(Collection entries)
=== Begin Enclosure ===
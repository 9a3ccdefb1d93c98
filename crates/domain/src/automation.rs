//! Automation state: the single in-flight send slot.
//!
//! Invariants enforced by the methods on [`AutomationState`]:
//! - `awaiting_target_app` implies `pending.is_some()`
//! - `retry_count` is zero whenever `awaiting_target_app` is false
//! - back in [`Phase::Idle`], `pending` is `None` and `retry_count` is zero

use std::fmt;

use serde::{Deserialize, Serialize};

use crate::request::SendRequest;

/// Where the state machine currently is.
#[derive(Debug, Clone, Copy, Default, PartialEq, Eq, Hash, Serialize, Deserialize)]
#[serde(rename_all = "snake_case")]
pub enum Phase {
    /// No pending request.
    #[default]
    Idle,
    /// Launch requested; waiting for the target app to report UI activity.
    AwaitingTargetAppEvent,
    /// A search is scheduled or running.
    SearchingForControl,
    /// Control clicked; waiting to navigate back.
    Confirming,
}

impl fmt::Display for Phase {
    fn fmt(&self, f: &mut fmt::Formatter<'_>) -> fmt::Result {
        match self {
            Self::Idle => f.write_str("idle"),
            Self::AwaitingTargetAppEvent => f.write_str("awaiting_target_app_event"),
            Self::SearchingForControl => f.write_str("searching_for_control"),
            Self::Confirming => f.write_str("confirming"),
        }
    }
}

/// Outcome of recording a search miss.
#[derive(Debug, Clone, Copy, PartialEq, Eq)]
pub enum MissOutcome {
    /// Budget left; try again. Carries the number of misses so far.
    Retry(u32),
    /// Budget exhausted after this many misses; the state is already reset.
    GaveUp(u32),
}

/// The single in-flight automation slot.
#[derive(Debug, Clone, Default, PartialEq, Eq, Serialize, Deserialize)]
pub struct AutomationState {
    pending: Option<SendRequest>,
    awaiting_target_app: bool,
    retry_count: u32,
    phase: Phase,
}

impl AutomationState {
    #[must_use]
    pub fn pending(&self) -> Option<&SendRequest> {
        self.pending.as_ref()
    }

    #[must_use]
    pub fn awaiting_target_app(&self) -> bool {
        self.awaiting_target_app
    }

    #[must_use]
    pub fn retry_count(&self) -> u32 {
        self.retry_count
    }

    #[must_use]
    pub fn phase(&self) -> Phase {
        self.phase
    }

    #[must_use]
    pub fn is_idle(&self) -> bool {
        self.phase == Phase::Idle
    }

    /// Take ownership of a request and wait for the target app.
    pub fn begin(&mut self, request: SendRequest) {
        self.pending = Some(request);
        self.awaiting_target_app = true;
        self.retry_count = 0;
        self.phase = Phase::AwaitingTargetAppEvent;
    }

    /// A relevant notification arrived; a search is now scheduled.
    ///
    /// Returns `false` (and changes nothing) unless the machine was waiting
    /// for the target app.
    pub fn start_searching(&mut self) -> bool {
        if self.phase != Phase::AwaitingTargetAppEvent || !self.awaiting_target_app {
            return false;
        }
        self.phase = Phase::SearchingForControl;
        true
    }

    /// Record a failed search against a budget of `max_retries` attempts.
    pub fn record_miss(&mut self, max_retries: u32) -> MissOutcome {
        self.retry_count += 1;
        let misses = self.retry_count;
        if misses >= max_retries {
            self.reset();
            MissOutcome::GaveUp(misses)
        } else {
            MissOutcome::Retry(misses)
        }
    }

    /// The control was clicked; the request stays pending until cleanup.
    pub fn confirm(&mut self) {
        self.phase = Phase::Confirming;
    }

    /// Clear everything and return to [`Phase::Idle`], yielding the request
    /// that was pending.
    pub fn reset(&mut self) -> Option<SendRequest> {
        self.awaiting_target_app = false;
        self.retry_count = 0;
        self.phase = Phase::Idle;
        self.pending.take()
    }
}
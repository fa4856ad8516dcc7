//! SQLite client store

use std::path::Path;
use std::sync::{Mutex, MutexGuard};

use rusqlite::types::Type;
use rusqlite::{Connection, OptionalExtension, Row, params};
use uuid::Uuid;

use super::store::{ClientKey, ClientRecord, ClientStore, ClientUpdate};
use super::{StoreError, StoreResult};

const COLUMNS: &str = "clientMachineId, skuId, machineName, machineIp, applicationId, \
                       licenseStatus, lastRequestTime, lastRequestTimeReadable, kmsEpid, requestCount";

/// SQLite-backed client store
///
/// Thread-safe via internal Mutex (SQLite Connection is not Sync). Every
/// operation runs in its own transaction.
///
/// # Schema
///
/// ```sql
/// CREATE TABLE clients (
///     clientMachineId TEXT NOT NULL,
///     machineName TEXT,
///     machineIp TEXT,
///     applicationId TEXT,
///     skuId TEXT NOT NULL,
///     licenseStatus TEXT,
///     lastRequestTime INTEGER,
///     lastRequestTimeReadable TEXT,
///     kmsEpid TEXT,
///     requestCount INTEGER,
///     PRIMARY KEY (clientMachineId, skuId)
/// );
/// ```
pub struct SqliteStore {
    conn: Mutex<Connection>,
}

impl std::fmt::Debug for SqliteStore {
    fn fmt(&self, f: &mut std::fmt::Formatter<'_>) -> std::fmt::Result {
        f.debug_struct("SqliteStore").finish_non_exhaustive()
    }
}

impl SqliteStore {
    /// Open (or create) a database file
    ///
    /// Failure here is meant to abort startup.
    pub fn open(path: impl AsRef<Path>) -> StoreResult<Self> {
        let path = path.as_ref();
        let open_error = |err: rusqlite::Error| StoreError::Open {
            path: path.display().to_string(),
            source: Box::new(err),
        };

        let conn = Connection::open(path).map_err(open_error)?;
        Self::init_schema(&conn).map_err(open_error)?;
        Ok(Self {
            conn: Mutex::new(conn),
        })
    }

    /// Create an in-memory database (for testing)
    pub fn open_in_memory() -> StoreResult<Self> {
        let open_error = |err: rusqlite::Error| StoreError::Open {
            path: ":memory:".to_owned(),
            source: Box::new(err),
        };

        let conn = Connection::open_in_memory().map_err(open_error)?;
        Self::init_schema(&conn).map_err(open_error)?;
        Ok(Self {
            conn: Mutex::new(conn),
        })
    }

    fn init_schema(conn: &Connection) -> rusqlite::Result<()> {
        conn.execute(
            "CREATE TABLE IF NOT EXISTS clients (
                clientMachineId TEXT NOT NULL,
                machineName TEXT,
                machineIp TEXT,
                applicationId TEXT,
                skuId TEXT NOT NULL,
                licenseStatus TEXT,
                lastRequestTime INTEGER,
                lastRequestTimeReadable TEXT,
                kmsEpid TEXT,
                requestCount INTEGER,
                PRIMARY KEY (clientMachineId, skuId)
            )",
            [],
        )?;
        Ok(())
    }

    fn lock(&self) -> StoreResult<MutexGuard<'_, Connection>> {
        self.conn.lock().map_err(|_| StoreError::Poisoned)
    }

    fn select(conn: &Connection, key: &ClientKey) -> rusqlite::Result<Option<ClientRecord>> {
        conn.query_row(
            &format!("SELECT {COLUMNS} FROM clients WHERE clientMachineId = ?1 AND skuId = ?2"),
            params![key.client_machine_id.to_string(), key.sku_id.to_string()],
            Self::row_to_record,
        )
        .optional()
    }

    fn row_to_record(row: &Row<'_>) -> rusqlite::Result<ClientRecord> {
        let parse_uuid = |idx: usize| -> rusqlite::Result<Uuid> {
            let text: String = row.get(idx)?;
            Uuid::parse_str(&text)
                .map_err(|err| rusqlite::Error::FromSqlConversionFailure(idx, Type::Text, Box::new(err)))
        };

        Ok(ClientRecord {
            key: ClientKey::new(parse_uuid(0)?, parse_uuid(1)?),
            machine_name: row.get::<_, Option<String>>(2)?.unwrap_or_default(),
            machine_ip: row.get(3)?,
            application: row.get::<_, Option<String>>(4)?.unwrap_or_default(),
            license_status: row.get::<_, Option<String>>(5)?.unwrap_or_default(),
            last_request_time: row.get::<_, Option<i64>>(6)?.unwrap_or_default(),
            last_request_time_readable: row.get::<_, Option<String>>(7)?.unwrap_or_default(),
            kms_epid: row.get::<_, Option<String>>(8)?.filter(|epid| !epid.is_empty()),
            request_count: row
                .get::<_, Option<i64>>(9)?
                .and_then(|count| u64::try_from(count).ok())
                .unwrap_or_default(),
        })
    }
}

impl ClientStore for SqliteStore {
    fn is_persistent(&self) -> bool {
        true
    }

    fn upsert(&self, key: &ClientKey, update: &ClientUpdate) -> StoreResult<Option<ClientRecord>> {
        let mut conn = self.lock()?;
        let tx = conn.transaction()?;
        let previous = Self::select(&tx, key)?;

        let cmid = key.client_machine_id.to_string();
        let sku = key.sku_id.to_string();
        if previous.is_some() {
            tx.execute(
                "UPDATE clients SET machineName = ?3, machineIp = ?4, applicationId = ?5,
                     licenseStatus = ?6, lastRequestTime = ?7, lastRequestTimeReadable = ?8,
                     requestCount = requestCount + 1
                 WHERE clientMachineId = ?1 AND skuId = ?2",
                params![
                    cmid,
                    sku,
                    update.machine_name,
                    update.machine_ip,
                    update.application,
                    update.license_status,
                    update.last_request_time,
                    update.last_request_time_readable,
                ],
            )?;
        } else {
            tx.execute(
                "INSERT INTO clients (clientMachineId, skuId, machineName, machineIp, applicationId,
                     licenseStatus, lastRequestTime, lastRequestTimeReadable, requestCount)
                 VALUES (?1, ?2, ?3, ?4, ?5, ?6, ?7, ?8, 1)",
                params![
                    cmid,
                    sku,
                    update.machine_name,
                    update.machine_ip,
                    update.application,
                    update.license_status,
                    update.last_request_time,
                    update.last_request_time_readable,
                ],
            )?;
        }

        tx.commit()?;
        Ok(previous)
    }

    fn get(&self, key: &ClientKey) -> StoreResult<Option<ClientRecord>> {
        let conn = self.lock()?;
        Ok(Self::select(&conn, key)?)
    }

    fn get_epid(&self, key: &ClientKey) -> StoreResult<Option<String>> {
        Ok(self.get(key)?.and_then(|record| record.kms_epid))
    }

    fn set_epid(&self, key: &ClientKey, epid: &str) -> StoreResult<()> {
        let conn = self.lock()?;
        conn.execute(
            "UPDATE clients SET kmsEpid = ?3 WHERE clientMachineId = ?1 AND skuId = ?2",
            params![key.client_machine_id.to_string(), key.sku_id.to_string(), epid],
        )?;
        Ok(())
    }

    fn get_or_assign_epid(
        &self,
        key: &ClientKey,
        generate: &mut dyn FnMut() -> String,
    ) -> StoreResult<String> {
        let mut conn = self.lock()?;
        let tx = conn.transaction()?;

        if let Some(epid) = Self::select(&tx, key)?.and_then(|record| record.kms_epid) {
            return Ok(epid);
        }

        let epid = generate();
        tx.execute(
            "UPDATE clients SET kmsEpid = ?3 WHERE clientMachineId = ?1 AND skuId = ?2",
            params![key.client_machine_id.to_string(), key.sku_id.to_string(), epid],
        )?;
        tx.commit()?;
        Ok(epid)
    }
}
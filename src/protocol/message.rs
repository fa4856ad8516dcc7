//! KMS request and response records

use uuid::Uuid;

use super::codec::{FieldKind, FieldSpec, Layout, Record, utf16_len};
use super::{LicenseStatus, Result};

/// Bytes reserved for the machine name (text + zero padding)
pub const MACHINE_NAME_REGION: usize = 126;

/// Bytes `epidLen` counts beyond the EPID text (its UTF-16 terminator)
pub const EPID_TERMINATOR_LEN: u32 = 2;

/// Request body layout
pub static REQUEST_LAYOUT: Layout = Layout::new(
    "KmsRequest",
    &[
        FieldSpec::new("versionMinor", FieldKind::U16),
        FieldSpec::new("versionMajor", FieldKind::U16),
        FieldSpec::new("isClientVm", FieldKind::U32),
        FieldSpec::new("licenseStatus", FieldKind::U32),
        FieldSpec::new("graceTime", FieldKind::U32),
        FieldSpec::new("applicationId", FieldKind::Guid),
        FieldSpec::new("skuId", FieldKind::Guid),
        FieldSpec::new("kmsCountedId", FieldKind::Guid),
        FieldSpec::new("clientMachineId", FieldKind::Guid),
        FieldSpec::new("requiredClientCount", FieldKind::U32),
        FieldSpec::new("requestTime", FieldKind::U64),
        FieldSpec::new("previousClientMachineId", FieldKind::Guid),
        FieldSpec::new(
            "machineName",
            FieldKind::Utf16Region {
                size: MACHINE_NAME_REGION,
            },
        ),
    ],
);

/// Response body layout
pub static RESPONSE_LAYOUT: Layout = Layout::new(
    "KmsResponse",
    &[
        FieldSpec::new("versionMinor", FieldKind::U16),
        FieldSpec::new("versionMajor", FieldKind::U16),
        FieldSpec::new(
            "epidLen",
            FieldKind::LengthOf {
                target: "kmsEpid",
                extra: EPID_TERMINATOR_LEN,
            },
        ),
        FieldSpec::new(
            "kmsEpid",
            FieldKind::Utf16Sized {
                length_field: "epidLen",
                overhead: EPID_TERMINATOR_LEN,
            },
        ),
        FieldSpec::new("kmsEpidEnd", FieldKind::ZeroPad(EPID_TERMINATOR_LEN as usize)),
        FieldSpec::new("clientMachineId", FieldKind::Guid),
        FieldSpec::new("responseTime", FieldKind::U64),
        FieldSpec::new("currentClientCount", FieldKind::U32),
        FieldSpec::new("vLActivationInterval", FieldKind::U32),
        FieldSpec::new("vLRenewalInterval", FieldKind::U32),
    ],
);

/// Decoded activation request
#[derive(Debug, Clone, PartialEq, Eq)]
pub struct KmsRequest {
    /// Minor protocol version
    pub version_minor: u16,
    /// Major protocol version
    pub version_major: u16,
    /// Non-zero when the client runs in a virtual machine
    pub is_client_vm: u32,
    /// Client license status
    pub license_status: LicenseStatus,
    /// Remaining grace time in minutes
    pub grace_time: u32,
    /// Application (product family) id
    pub application_id: Uuid,
    /// Product SKU id
    pub sku_id: Uuid,
    /// KMS counted id, used for EPID generation
    pub kms_counted_id: Uuid,
    /// Client machine id (CMID)
    pub client_machine_id: Uuid,
    /// Minimum client count the client needs to see
    pub required_client_count: u32,
    /// Client time as FILETIME ticks
    pub request_time: u64,
    /// CMID the client used before, if it changed
    pub previous_client_machine_id: Uuid,
    /// Client host name
    pub machine_name: String,
}

impl KmsRequest {
    /// Decode a request from the start of a plaintext body
    ///
    /// Bytes after the record (hashes, padding) are ignored.
    pub fn decode(bytes: &[u8]) -> Result<Self> {
        let (record, _) = REQUEST_LAYOUT.decode_prefix(bytes)?;
        Self::from_record(&record)
    }

    /// Encode to the wire layout
    pub fn encode(&self) -> Result<Vec<u8>> {
        self.to_record()?.encode()
    }

    /// Read from a [`REQUEST_LAYOUT`] record
    pub fn from_record(record: &Record) -> Result<Self> {
        Ok(Self {
            version_minor: record.u16("versionMinor")?,
            version_major: record.u16("versionMajor")?,
            is_client_vm: record.u32("isClientVm")?,
            license_status: LicenseStatus::from_u32(record.u32("licenseStatus")?),
            grace_time: record.u32("graceTime")?,
            application_id: record.guid("applicationId")?,
            sku_id: record.guid("skuId")?,
            kms_counted_id: record.guid("kmsCountedId")?,
            client_machine_id: record.guid("clientMachineId")?,
            required_client_count: record.u32("requiredClientCount")?,
            request_time: record.u64("requestTime")?,
            previous_client_machine_id: record.guid("previousClientMachineId")?,
            machine_name: record.text("machineName")?.to_owned(),
        })
    }

    /// Build a [`REQUEST_LAYOUT`] record
    pub fn to_record(&self) -> Result<Record> {
        Record::new(&REQUEST_LAYOUT)
            .with("versionMinor", self.version_minor)?
            .with("versionMajor", self.version_major)?
            .with("isClientVm", self.is_client_vm)?
            .with("licenseStatus", self.license_status.as_u32())?
            .with("graceTime", self.grace_time)?
            .with("applicationId", self.application_id)?
            .with("skuId", self.sku_id)?
            .with("kmsCountedId", self.kms_counted_id)?
            .with("clientMachineId", self.client_machine_id)?
            .with("requiredClientCount", self.required_client_count)?
            .with("requestTime", self.request_time)?
            .with("previousClientMachineId", self.previous_client_machine_id)?
            .with("machineName", self.machine_name.as_str())
    }
}

/// Activation response body
#[derive(Debug, Clone, PartialEq, Eq)]
pub struct KmsResponse {
    /// Minor protocol version, mirrored from the request
    pub version_minor: u16,
    /// Major protocol version, mirrored from the request
    pub version_major: u16,
    /// Extended product id issued to the client
    pub kms_epid: String,
    /// Client machine id, mirrored from the request
    pub client_machine_id: Uuid,
    /// Request FILETIME, mirrored back
    pub response_time: u64,
    /// Client count the host reports
    pub current_client_count: u32,
    /// Activation retry interval in minutes
    pub vl_activation_interval: u32,
    /// Renewal interval in minutes
    pub vl_renewal_interval: u32,
}

impl KmsResponse {
    /// Value the `epidLen` field takes on the wire
    #[must_use]
    pub fn epid_len(&self) -> u32 {
        // EPIDs are short ASCII strings; saturate rather than wrap
        u32::try_from(utf16_len(&self.kms_epid))
            .unwrap_or(u32::MAX - EPID_TERMINATOR_LEN)
            .saturating_add(EPID_TERMINATOR_LEN)
    }

    /// Decode a complete response body
    pub fn decode(bytes: &[u8]) -> Result<Self> {
        let record = RESPONSE_LAYOUT.decode(bytes)?;
        Self::from_record(&record)
    }

    /// Encode to the wire layout
    pub fn encode(&self) -> Result<Vec<u8>> {
        self.to_record()?.encode()
    }

    /// Read from a [`RESPONSE_LAYOUT`] record
    pub fn from_record(record: &Record) -> Result<Self> {
        Ok(Self {
            version_minor: record.u16("versionMinor")?,
            version_major: record.u16("versionMajor")?,
            kms_epid: record.text("kmsEpid")?.to_owned(),
            client_machine_id: record.guid("clientMachineId")?,
            response_time: record.u64("responseTime")?,
            current_client_count: record.u32("currentClientCount")?,
            vl_activation_interval: record.u32("vLActivationInterval")?,
            vl_renewal_interval: record.u32("vLRenewalInterval")?,
        })
    }

    /// Build a [`RESPONSE_LAYOUT`] record; `epidLen` is left to the encoder
    pub fn to_record(&self) -> Result<Record> {
        Record::new(&RESPONSE_LAYOUT)
            .with("versionMinor", self.version_minor)?
            .with("versionMajor", self.version_major)?
            .with("kmsEpid", self.kms_epid.as_str())?
            .with("clientMachineId", self.client_machine_id)?
            .with("responseTime", self.response_time)?
            .with("currentClientCount", self.current_client_count)?
            .with("vLActivationInterval", self.vl_activation_interval)?
            .with("vLRenewalInterval", self.vl_renewal_interval)
    }
}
=== End Enclosure ===
PROMPT
Among the lines above, find those holding "enum" and copy each one.

SOLUTION TO THIS EXERCISE
pub enum Phase {
pub enum MissOutcome {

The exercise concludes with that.